Giggling Squid to hit ten sites next month: Giggling Squid, the Thai brand led by Andy and Pranee Laurillard that has aspirations to become the UK’s first national Thai brand, will open its tenth site, in Sevenoaks, Kent ,on 4 August, in a former Strada site converted at a cost of £250,000. The company also has sites lined up in Maidstone and is in discussions of a number of other openings. Andy Laurillard told Propel: “It will have 100 covers and is in a really good location.” The company’s most recent opening is in Horsham, West Sussex, a former Giraffe site that is grossing between £25,000 and £30,000 a week.

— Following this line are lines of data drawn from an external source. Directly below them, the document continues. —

// crates/tillhouse-core/src/principal.rs
// ============================================================================
// Module: Tillhouse Principals
// Description: Authenticated caller identity and role model.
// Purpose: Decide whether a caller is routed to the master registry or a tenant file.
// Dependencies: serde
// ============================================================================

//! ## Overview
//! Platform roles (`super_admin`, `admin`) operate on the master registry and
//! never carry a tenant code. Tenant roles (`owner`, `manager`, `cashier`) are
//! always bound to exactly one tenant database.

use std::fmt;
use std::str::FromStr;

use serde::Deserialize;
use serde::Serialize;

use crate::identifiers::TenantCode;

/// Role value stored on the seeded owner row inside a tenant database.
pub const TENANT_ADMIN_ROLE: &str = "admin";

/// Caller role.
#[derive(Debug, Clone, Copy, PartialEq, Eq, Hash, Serialize, Deserialize)]
#[serde(rename_all = "snake_case")]
pub enum Role {
    /// Platform super-administrator; provisions tenants immediately.
    SuperAdmin,
    /// Platform administrator; tenant requests need approval.
    Admin,
    /// Tenant owner (the tenant database `admin` user).
    Owner,
    /// Tenant manager.
    Manager,
    /// Tenant cashier.
    Cashier,
}

impl Role {
    /// Returns the stored label.
    #[must_use]
    pub const fn as_str(self) -> &'static str {
        match self {
            Self::SuperAdmin => "super_admin",
            Self::Admin => "admin",
            Self::Owner => "owner",
            Self::Manager => "manager",
            Self::Cashier => "cashier",
        }
    }

    /// Returns true for platform roles routed to the master registry.
    #[must_use]
    pub const fn is_platform(self) -> bool {
        matches!(self, Self::SuperAdmin | Self::Admin)
    }
}

impl fmt::Display for Role {
    fn fmt(&self, f: &mut fmt::Formatter<'_>) -> fmt::Result {
        f.write_str(self.as_str())
    }
}

impl FromStr for Role {
    type Err = String;

    fn from_str(value: &str) -> Result<Self, Self::Err> {
        match value {
            "super_admin" => Ok(Self::SuperAdmin),
            "admin" => Ok(Self::Admin),
            "owner" => Ok(Self::Owner),
            "manager" => Ok(Self::Manager),
            "cashier" => Ok(Self::Cashier),
            other => Err(format!("unknown role: {other}")),
        }
    }
}

/// Authenticated caller.
#[derive(Debug, Clone, PartialEq, Eq, Serialize)]
pub struct Principal {
    /// Stable subject identifier (username or token subject).
    pub subject: String,
    /// Caller role.
    pub role: Role,
    /// Tenant binding for tenant roles.
    pub tenant_code: Option<TenantCode>,
}

impl Principal {
    /// Builds a platform principal.
    #[must_use]
    pub fn platform(subject: impl Into<String>, role: Role) -> Self {
        Self {
            subject: subject.into(),
            role,
            tenant_code: None,
        }
    }

    /// Builds a tenant principal.
    #[must_use]
    pub fn tenant(subject: impl Into<String>, role: Role, tenant_code: TenantCode) -> Self {
        Self {
            subject: subject.into(),
            role,
            tenant_code: Some(tenant_code),
        }
    }

    /// Returns true when the principal is routed to the master registry.
    #[must_use]
    pub const fn is_platform(&self) -> bool {
        self.role.is_platform()
    }
}
// ============================================================================
// SECTION: Versions
// ============================================================================

/// Tenant schema version written after create or migration.
pub const TENANT_SCHEMA_VERSION: i64 = 4;
/// Master schema version written after initialization.
pub const MASTER_SCHEMA_VERSION: i64 = 2;

// ============================================================================
// SECTION: Tenant Schema
// ============================================================================

/// Tenant database schema.
pub const TENANT_SCHEMA: SchemaPlan = SchemaPlan {
    label: "tenant",
    tables: TENANT_TABLES,
    columns: TENANT_COLUMNS,
    indexes: TENANT_INDEXES,
    seeds: TENANT_SEEDS,
    version: TENANT_SCHEMA_VERSION,
};

/// Canonical tenant tables in creation order.
const TENANT_TABLES: &[TableSpec] = &[
    TableSpec {
        name: "users",
        ddl: "CREATE TABLE IF NOT EXISTS users (
            id INTEGER PRIMARY KEY AUTOINCREMENT,
            username TEXT NOT NULL UNIQUE,
            password_hash TEXT NOT NULL,
            full_name TEXT,
            role TEXT NOT NULL DEFAULT 'cashier',
            is_active INTEGER NOT NULL DEFAULT 1,
            created_at TEXT NOT NULL DEFAULT CURRENT_TIMESTAMP
        )",
    },
    TableSpec {
        name: "categories",
        ddl: "CREATE TABLE IF NOT EXISTS categories (
            id INTEGER PRIMARY KEY AUTOINCREMENT,
            name TEXT NOT NULL UNIQUE,
            description TEXT,
            created_at TEXT NOT NULL DEFAULT CURRENT_TIMESTAMP
        )",
    },
    TableSpec {
        name: "products",
        ddl: "CREATE TABLE IF NOT EXISTS products (
            id INTEGER PRIMARY KEY AUTOINCREMENT,
            name TEXT NOT NULL,
            category_id INTEGER REFERENCES categories(id) ON DELETE SET NULL,
            price REAL NOT NULL DEFAULT 0,
            cost_price REAL NOT NULL DEFAULT 0,
            stock_quantity REAL NOT NULL DEFAULT 0,
            is_active INTEGER NOT NULL DEFAULT 1,
            created_at TEXT NOT NULL DEFAULT CURRENT_TIMESTAMP,
            updated_at TEXT NOT NULL DEFAULT CURRENT_TIMESTAMP,
            track_stock INTEGER NOT NULL DEFAULT 1,
            barcode TEXT,
            purchase_rate REAL NOT NULL DEFAULT 0,
            weight_value REAL,
            weight_unit TEXT,
            vat_percentage REAL NOT NULL DEFAULT 0,
            base_unit TEXT NOT NULL DEFAULT 'pcs',
            purchase_unit TEXT,
            sale_unit TEXT
        )",
    },
    TableSpec {
        name: "customers",
        ddl: "CREATE TABLE IF NOT EXISTS customers (
            id INTEGER PRIMARY KEY AUTOINCREMENT,
            name TEXT NOT NULL,
            phone TEXT,
            email TEXT,
            address TEXT,
            created_at TEXT NOT NULL DEFAULT CURRENT_TIMESTAMP
        )",
    },
    TableSpec {
        name: "delivery_agents",
        ddl: "CREATE TABLE IF NOT EXISTS delivery_agents (
            id INTEGER PRIMARY KEY AUTOINCREMENT,
            name TEXT NOT NULL,
            phone TEXT,
            is_active INTEGER NOT NULL DEFAULT 1,
            created_at TEXT NOT NULL DEFAULT CURRENT_TIMESTAMP
        )",
    },
    TableSpec {
        name: "sales",
        ddl: "CREATE TABLE IF NOT EXISTS sales (
            id INTEGER PRIMARY KEY AUTOINCREMENT,
            invoice_number TEXT NOT NULL UNIQUE,
            customer_id INTEGER REFERENCES customers(id) ON DELETE SET NULL,
            user_id INTEGER REFERENCES users(id) ON DELETE SET NULL,
            subtotal REAL NOT NULL DEFAULT 0,
            tax_amount REAL NOT NULL DEFAULT 0,
            discount REAL NOT NULL DEFAULT 0,
            total REAL NOT NULL DEFAULT 0,
            payment_method TEXT NOT NULL DEFAULT 'cash',
            status TEXT NOT NULL DEFAULT 'completed',
            created_at TEXT NOT NULL DEFAULT CURRENT_TIMESTAMP,
            order_type TEXT NOT NULL DEFAULT 'dine_in',
            delivery_agent_id INTEGER,
            delivery_address TEXT,
            delivery_charge REAL NOT NULL DEFAULT 0,
            delivery_status TEXT
        )",
    },
    TableSpec {
        name: "sale_items",
        ddl: "CREATE TABLE IF NOT EXISTS sale_items (
            id INTEGER PRIMARY KEY AUTOINCREMENT,
            sale_id INTEGER NOT NULL REFERENCES sales(id) ON DELETE CASCADE,
            product_id INTEGER REFERENCES products(id) ON DELETE SET NULL,
            product_name TEXT NOT NULL,
            quantity REAL NOT NULL,
            unit_price REAL NOT NULL,
            total REAL NOT NULL,
            vat_percentage REAL NOT NULL DEFAULT 0,
            vat_amount REAL NOT NULL DEFAULT 0,
            unit TEXT,
            conversion_factor REAL NOT NULL DEFAULT 1,
            base_quantity REAL
        )",
    },
    TableSpec {
        name: "held_sales",
        ddl: "CREATE TABLE IF NOT EXISTS held_sales (
            id INTEGER PRIMARY KEY AUTOINCREMENT,
            label TEXT,
            cart_json TEXT NOT NULL,
            user_id INTEGER REFERENCES users(id) ON DELETE SET NULL,
            created_at TEXT NOT NULL DEFAULT CURRENT_TIMESTAMP
        )",
    },
    TableSpec {
        name: "settings",
        ddl: "CREATE TABLE IF NOT EXISTS settings (
            key TEXT PRIMARY KEY,
            value TEXT,
            updated_at TEXT NOT NULL DEFAULT CURRENT_TIMESTAMP
        )",
    },
    TableSpec {
        name: "employees",
        ddl: "CREATE TABLE IF NOT EXISTS employees (
            id INTEGER PRIMARY KEY AUTOINCREMENT,
            name TEXT NOT NULL,
            phone TEXT,
            designation TEXT,
            base_salary REAL NOT NULL DEFAULT 0,
            joined_on TEXT,
            is_active INTEGER NOT NULL DEFAULT 1,
            created_at TEXT NOT NULL DEFAULT CURRENT_TIMESTAMP
        )",
    },
    TableSpec {
        name: "salary_records",
        ddl: "CREATE TABLE IF NOT EXISTS salary_records (
            id INTEGER PRIMARY KEY AUTOINCREMENT,
            employee_id INTEGER NOT NULL REFERENCES employees(id) ON DELETE CASCADE,
            period TEXT NOT NULL,
            amount REAL NOT NULL,
            paid_on TEXT,
            notes TEXT,
            created_at TEXT NOT NULL DEFAULT CURRENT_TIMESTAMP
        )",
    },
    TableSpec {
        name: "salary_advances",
        ddl: "CREATE TABLE IF NOT EXISTS salary_advances (
            id INTEGER PRIMARY KEY AUTOINCREMENT,
            employee_id INTEGER NOT NULL REFERENCES employees(id) ON DELETE CASCADE,
            amount REAL NOT NULL,
            given_on TEXT NOT NULL,
            settled INTEGER NOT NULL DEFAULT 0,
            notes TEXT,
            created_at TEXT NOT NULL DEFAULT CURRENT_TIMESTAMP
        )",
    },
    TableSpec {
        name: "suppliers",
        ddl: "CREATE TABLE IF NOT EXISTS suppliers (
            id INTEGER PRIMARY KEY AUTOINCREMENT,
            name TEXT NOT NULL,
            phone TEXT,
            email TEXT,
            address TEXT,
            balance REAL NOT NULL DEFAULT 0,
            created_at TEXT NOT NULL DEFAULT CURRENT_TIMESTAMP
        )",
    },
    TableSpec {
        name: "supplier_ledger",
        ddl: "CREATE TABLE IF NOT EXISTS supplier_ledger (
            id INTEGER PRIMARY KEY AUTOINCREMENT,
            supplier_id INTEGER NOT NULL REFERENCES suppliers(id) ON DELETE CASCADE,
            entry_type TEXT NOT NULL CHECK (entry_type IN ('purchase', 'payment', 'adjustment')),
            amount REAL NOT NULL,
            reference TEXT,
            created_at TEXT NOT NULL DEFAULT CURRENT_TIMESTAMP
        )",
    },
    TableSpec {
        name: "purchase_orders",
        ddl: "CREATE TABLE IF NOT EXISTS purchase_orders (
            id INTEGER PRIMARY KEY AUTOINCREMENT,
            supplier_id INTEGER NOT NULL REFERENCES suppliers(id),
            order_number TEXT NOT NULL UNIQUE,
            status TEXT NOT NULL DEFAULT 'draft'
                CHECK (status IN ('draft', 'confirmed', 'received', 'cancelled')),
            total REAL NOT NULL DEFAULT 0,
            paid_amount REAL NOT NULL DEFAULT 0,
            notes TEXT,
            created_at TEXT NOT NULL DEFAULT CURRENT_TIMESTAMP,
            confirmed_at TEXT,
            received_at TEXT
        )",
    },
    TableSpec {
        name: "purchase_order_items",
        ddl: "CREATE TABLE IF NOT EXISTS purchase_order_items (
            id INTEGER PRIMARY KEY AUTOINCREMENT,
            purchase_order_id INTEGER NOT NULL REFERENCES purchase_orders(id) ON DELETE CASCADE,
            product_id INTEGER NOT NULL REFERENCES products(id),
            quantity REAL NOT NULL,
            unit_cost REAL NOT NULL,
            total REAL NOT NULL,
            unit TEXT,
            conversion_factor REAL NOT NULL DEFAULT 1
        )",
    },
    TableSpec {
        name: "expense_categories",
        ddl: "CREATE TABLE IF NOT EXISTS expense_categories (
            id INTEGER PRIMARY KEY AUTOINCREMENT,
            name TEXT NOT NULL UNIQUE,
            created_at TEXT NOT NULL DEFAULT CURRENT_TIMESTAMP
        )",
    },
    TableSpec {
        name: "expenses",
        ddl: "CREATE TABLE IF NOT EXISTS expenses (
            id INTEGER PRIMARY KEY AUTOINCREMENT,
            category_id INTEGER REFERENCES expense_categories(id) ON DELETE SET NULL,
            amount REAL NOT NULL,
            description TEXT,
            spent_on TEXT NOT NULL,
            user_id INTEGER REFERENCES users(id) ON DELETE SET NULL,
            created_at TEXT NOT NULL DEFAULT CURRENT_TIMESTAMP
        )",
    },
    TableSpec {
        name: "cash_ledger",
        ddl: "CREATE TABLE IF NOT EXISTS cash_ledger (
            id INTEGER PRIMARY KEY AUTOINCREMENT,
            entry_type TEXT NOT NULL CHECK (entry_type IN ('in', 'out')),
            amount REAL NOT NULL,
            source TEXT NOT NULL,
            reference_id INTEGER,
            description TEXT,
            created_at TEXT NOT NULL DEFAULT CURRENT_TIMESTAMP
        )",
    },
    TableSpec {
        name: "unit_conversions",
        ddl: "CREATE TABLE IF NOT EXISTS unit_conversions (
            id INTEGER PRIMARY KEY AUTOINCREMENT,
            product_id INTEGER NOT NULL REFERENCES products(id) ON DELETE CASCADE,
            from_unit TEXT NOT NULL,
            to_unit TEXT NOT NULL,
            factor REAL NOT NULL CHECK (factor > 0),
            UNIQUE (product_id, from_unit, to_unit)
        )",
    },
];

Chicago Leisure reports success at remodelled Yeovil site: Chicago Leisure, the eight-outlet operator of Chicago Rock Cafe site sites led by Christian Rose, has reported that its evolved offer in Yeovil, opened six months ago after a £500,000 investment, has beaten forecasts. Like-for-like sales have risen by 52% and food sale have grown by 60% after a new seven-day-a-week food offer was introduced. The company converted the Modello Bar & Kitchen, in Star Lane, Yeovil into an updated version of the American-influenced restaurant with bar. It now serves a menu featuring steaks, burgers, milk shakes and American beers and wines. The site was chosen by Chicago Leisure as the first of its eight venues to be refurbished. It is also actively looking for new sites to expand the Chicago Rock Cafe brand. Rose, Chicago Leisure’s chief executive, told Propel: “The results at Yeovil have beaten expectations and gives us great confidence for the future.”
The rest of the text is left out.